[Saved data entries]
········

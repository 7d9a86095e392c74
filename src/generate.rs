//! Wire types for the `/api/generate` endpoint.
//!
//! Provides the outgoing [`GenerateRequest`], the [`Fragment`] decoded from
//! each line of a streamed body, and the [`GenerateResponse`] that a whole
//! turn resolves to. [`Accumulator`] folds fragments into a response.

use serde::{Deserialize, Serialize};

/// Request body sent to the generation endpoint.
///
/// Built fresh for every turn and consumed by the transport that sends it.
#[derive(Debug, Clone, Serialize)]
pub struct GenerateRequest {
    pub model: String,
    pub prompt: String,
    pub stream: bool,
}

impl GenerateRequest {
    pub fn new(model: impl Into<String>, prompt: impl Into<String>, stream: bool) -> Self {
        Self {
            model: model.into(),
            prompt: prompt.into(),
            stream,
        }
    }
}

/// One decoded line of a streamed response.
///
/// Servers attach extra statistics to the final fragment; unknown fields are
/// ignored. A fragment carrying `error` reports a server-side failure.
#[derive(Debug, Clone, Default, Deserialize)]
#[serde(default)]
pub struct Fragment {
    pub model: String,
    pub created_at: String,
    pub response: String,
    pub done: bool,
    pub error: Option<String>,
}

/// The complete response for one prompt.
#[derive(Debug, Clone, Default, PartialEq, Eq, Deserialize)]
#[serde(default)]
pub struct GenerateResponse {
    pub model: String,
    pub created_at: String,
    pub response: String,
    pub done: bool,
}

/// Error object a server may send instead of a response.
#[derive(Debug, Deserialize)]
pub(crate) struct ServerError {
    pub error: String,
}

/// Folds streamed fragments into a single [`GenerateResponse`].
///
/// `model` and `created_at` are taken from the first fragment only; some
/// backends leave them empty on later chunks.
#[derive(Debug, Default)]
pub struct Accumulator {
    response: GenerateResponse,
    metadata_captured: bool,
}

impl Accumulator {
    pub fn new() -> Self {
        Self::default()
    }

    /// Appends a fragment and returns whether it marked completion.
    pub fn absorb(&mut self, fragment: &Fragment) -> bool {
        self.response.response.push_str(&fragment.response);

        if !self.metadata_captured {
            self.response.model = fragment.model.clone();
            self.response.created_at = fragment.created_at.clone();
            self.metadata_captured = true;
        }

        if fragment.done {
            self.response.done = true;
        }
        self.response.done
    }

    pub fn is_done(&self) -> bool {
        self.response.done
    }

    /// Text accumulated so far.
    pub fn text(&self) -> &str {
        &self.response.response
    }

    /// Returns the response if a `done` fragment was seen.
    pub fn finish(self) -> Option<GenerateResponse> {
        if self.response.done {
            Some(self.response)
        } else {
            None
        }
    }
}
//! Low-level concurrency utility.

pub(crate) mod spin;
// fan-in combinators.
//
// every combinator is an accumulator shared (through an `Arc`) between its builder and one
// observer continuation per constituent operation. the builder counts as one extra constituent,
// which "completes" when it is sealed, so the accumulator can never settle while constituents
// are still being added, even if all the ones added so far already completed.
//
// if built with a cancel token, the accumulator owns a group-internal cancel source linked to
// that token, and hands out a token of the internal source for constituents to observe. what
// signals the internal source early depends on the combinator.

pub(crate) mod join;
pub(crate) mod merge;
pub(crate) mod race;
pub(crate) mod each;
pub(crate) mod shorthand;

use crate::{
    cancel::{CancelSource, CancelToken},
    error::{AggregateError, InvalidOperation},
    promise::misuse,
    util::spin::SpinLock,
};
use std::sync::atomic::{
    AtomicBool,
    AtomicU32,
    Ordering::{AcqRel, Acquire},
};


// builder version which marks the accumulator sealed.
const SEALED: u32 = u32::MAX;

// version check shared by every accumulator. each builder value carries the version it expects,
// and adding or sealing advances it, so a builder value can only be used once.
#[derive(Default)]
pub(crate) struct Version(AtomicU32);

impl Version {
    #[track_caller]
    pub(crate) fn advance(&self, expected: u32) -> u32 {
        let next = expected.wrapping_add(1);
        if expected == SEALED
            || next == SEALED
            || self.0.compare_exchange(expected, next, AcqRel, Acquire).is_err()
        {
            misuse(InvalidOperation::InvalidGroup);
        }
        next
    }

    #[track_caller]
    pub(crate) fn seal(&self, expected: u32) {
        if self.0.compare_exchange(expected, SEALED, AcqRel, Acquire).is_err() {
            misuse(InvalidOperation::InvalidGroup);
        }
    }
}


// group-internal cancellation.
pub(crate) struct GroupCancel {
    source: Option<CancelSource>,
    signaled: AtomicBool,
    // errors raised by the internal source's callbacks when this group signaled it.
    callback_error: SpinLock<Option<AggregateError>>,
}

impl GroupCancel {
    // construct, linked to `token` if given, and return the token for constituents to observe.
    //
    // panics if `token` is stale.
    #[track_caller]
    pub(crate) fn new(token: Option<&CancelToken>) -> (Self, CancelToken) {
        let source = token.map(|token| {
            if let Err(e) = token.ensure_valid() {
                misuse(e);
            }
            CancelSource::linked(token.as_slice())
        });
        let group_token = source.as_ref().map(CancelSource::token).unwrap_or_default();
        let cancel = GroupCancel {
            source,
            signaled: AtomicBool::new(false),
            callback_error: SpinLock::new(None),
        };
        (cancel, group_token)
    }

    // cancel the internal source, once.
    pub(crate) fn signal(&self) {
        let Some(source) = &self.source else { return };
        if self.signaled.swap(true, AcqRel) {
            return;
        }
        trace!("group signaling its constituents");
        if let Err(e) = source.cancel() {
            *self.callback_error.lock() = Some(e);
        }
    }

    pub(crate) fn take_error(&self) -> Option<AggregateError> {
        self.callback_error.lock().take()
    }
}
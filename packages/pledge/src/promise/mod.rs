// the completion core.
//
// the organization of these modules is as such:
//
//      cell: The pooled shared state of an operation and its state machine. Presents an
//      |     abstraction which is safe but panicky and inconvenient.
//      |
//      api:  Producer and consumer handles, which adapt cell into a convenient and defensive
//      |     API. Blocking waits are built on the polling module.
//      |
//      chain: Chaining continuations onto handles.

pub(crate) mod cell;
mod api;
mod chain;
mod outcome;
mod polling;

pub(crate) use self::chain::guard;
pub use self::{
    api::{Deferred, Promise, Retained},
    outcome::{Outcome, State},
};
pub(crate) use self::api::misuse;
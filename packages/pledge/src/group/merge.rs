// merging: joining operations of different types into a tuple.
//
// the accumulator is a join over type-erased slots. the builder's type parameter tracks the tuple
// of value types added so far, so that sealing can downcast every slot back.

use crate::{
    cancel::CancelToken,
    error::AggregateError,
    group::join::{core_of, join_outcomes, join_results, JoinCore},
    promise::{cell::Observer, Deferred, Outcome, Promise},
};
use std::{
    any::{type_name, Any},
    fmt::{self, Debug, Formatter},
    marker::PhantomData,
    sync::Arc,
};


type Erased = Box<dyn Any + Send>;

pub(crate) struct MergeCore(JoinCore<Erased>);

impl<U: Send + 'static> Observer<U> for MergeCore {
    fn observe(self: Arc<Self>, index: usize, outcome: Outcome<U>) {
        self.0.record(index, outcome.map(|value| Box::new(value) as Erased));
    }
}

fn unerase<T: 'static>(value: Option<Erased>) -> T {
    let value = value.expect("merge slot missing (internal bug)");
    match value.downcast::<T>() {
        Ok(value) => *value,
        Err(_) => panic!("merge slot is not a {} (internal bug)", type_name::<T>()),
    }
}


/// Tuple of value types a [`MergeGroup`] can resolve with
pub trait MergeTuple: Sized + Send + 'static {
    /// Tuple of the outcomes of the same types
    type Results: Send + 'static;

    #[doc(hidden)]
    fn from_values(values: Vec<Box<dyn Any + Send>>) -> Self;

    #[doc(hidden)]
    fn results_from(outcomes: Vec<Outcome<Box<dyn Any + Send>>>) -> Self::Results;
}

/// Tuple which can have one more element type appended
pub trait Append<U> {
    /// The tuple with `U` appended
    type Output: MergeTuple;
}

macro_rules! merge_tuple {
    ($($t:ident)*) => {
        impl<$($t: Send + 'static,)*> MergeTuple for ($($t,)*) {
            type Results = ($(Outcome<$t>,)*);

            #[allow(unused_variables, unused_mut, clippy::unused_unit)]
            fn from_values(values: Vec<Box<dyn Any + Send>>) -> Self {
                let mut values = values.into_iter();
                ($(unerase::<$t>(values.next()),)*)
            }

            #[allow(unused_variables, unused_mut, clippy::unused_unit)]
            fn results_from(outcomes: Vec<Outcome<Box<dyn Any + Send>>>) -> Self::Results {
                let mut outcomes = outcomes.into_iter();
                ($(
                    outcomes.next()
                        .expect("merge slot missing (internal bug)")
                        .map(|value| unerase::<$t>(Some(value))),
                )*)
            }
        }
    };
}

macro_rules! append {
    ($($t:ident)*) => {
        impl<$($t: Send + 'static,)* Next: Send + 'static> Append<Next> for ($($t,)*) {
            type Output = ($($t,)* Next,);
        }
    };
}

merge_tuple!();
merge_tuple!(A);
merge_tuple!(A B);
merge_tuple!(A B C);
merge_tuple!(A B C D);
merge_tuple!(A B C D E);
merge_tuple!(A B C D E F);
merge_tuple!(A B C D E F G);
merge_tuple!(A B C D E F G H);

append!();
append!(A);
append!(A B);
append!(A B C);
append!(A B C D);
append!(A B C D E);
append!(A B C D E F);
append!(A B C D E F G);


macro_rules! merge_group {
    (
        $(#[$attr:meta])*
        $name:ident => $output:ty, $join:ident, $convert:path
    ) => {
        $(#[$attr])*
        pub struct $name<Tup> {
            core: Option<Arc<MergeCore>>,
            version: u32,
            _tuple: PhantomData<fn() -> Tup>,
        }

        impl $name<()> {
            /// Construct, expecting about `capacity` operations
            #[track_caller]
            pub fn new(capacity: usize) -> Self {
                let (core, _) = JoinCore::new(capacity, None);
                $name { core: Some(Arc::new(MergeCore(core))), version: 0, _tuple: PhantomData }
            }

            /// Construct, linked to `token`, and return the group token
            ///
            /// The group token is canceled when `token` is, or when the first operation completes
            /// without resolving. Panics if `token` is stale.
            #[track_caller]
            pub fn with_cancel(capacity: usize, token: &CancelToken) -> (Self, CancelToken) {
                let (core, group_token) = JoinCore::new(capacity, Some(token));
                let group = $name { core: Some(Arc::new(MergeCore(core))), version: 0, _tuple: PhantomData };
                (group, group_token)
            }
        }

        impl<Tup> $name<Tup> {
            /// Add an operation, appending its value type to the tuple
            ///
            /// Panics if this builder is default-constructed.
            #[track_caller]
            pub fn add<U>(self, promise: Promise<U>) -> $name<Tup::Output>
            where
                U: Send + 'static,
                Tup: Append<U>,
            {
                let core = core_of(self.core);
                let version = core.0.version.advance(self.version);
                let index = core.0.add_slot();
                promise.observe(Arc::clone(&core) as _, index);
                $name { core: Some(core), version, _tuple: PhantomData }
            }

            /// Finish adding operations, and get the merged operation
            ///
            /// Panics if this builder is default-constructed.
            #[track_caller]
            pub fn wait_async(self) -> Promise<$output>
            where
                Tup: MergeTuple,
            {
                let core = core_of(self.core);
                core.0.version.seal(self.version);
                let (deferred, promise) = Deferred::new();
                core.0.seal(Box::new(move |slots: Vec<Outcome<Erased>>, callback_error: Option<AggregateError>| {
                    let outcome = $join(slots, callback_error).map($convert);
                    deferred.settle_in(None, outcome)
                        .expect("group operation completed twice (internal bug)");
                }));
                promise
            }
        }

        impl<Tup> Default for $name<Tup> {
            fn default() -> Self {
                $name { core: None, version: 0, _tuple: PhantomData }
            }
        }

        impl<Tup> Debug for $name<Tup> {
            fn fmt(&self, f: &mut Formatter) -> fmt::Result {
                f.debug_struct(stringify!($name))
                    .field("valid", &self.core.is_some())
                    .field("version", &self.version)
                    .field("tuple", &type_name::<Tup>())
                    .finish()
            }
        }
    };
}

merge_group!(
    /// Builder joining operations of different types into an operation resolving with a tuple
    ///
    /// Up to eight operations can be merged. Settles by the same rules as an
    /// [`AllGroup`](crate::AllGroup): rejected if any rejected, else canceled if any was
    /// canceled, else resolved, always after every operation completed.
    MergeGroup => Tup, join_outcomes, Tup::from_values
);

merge_group!(
    /// Builder joining operations of different types into an operation resolving with a tuple of
    /// their outcomes
    MergeResultsGroup => Tup::Results, join_results, Tup::results_from
);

········

### Required action
Pick out all lines from the data above in which the word "that" appears.

### Expected answer
//! each line of a streamed body, and the [`GenerateResponse`] that a whole
/// Built fresh for every turn and consumed by the transport that sends it.
// that token, and hands out a token of the internal source for constituents to observe. what
// of value types added so far, so that sealing can downcast every slot back.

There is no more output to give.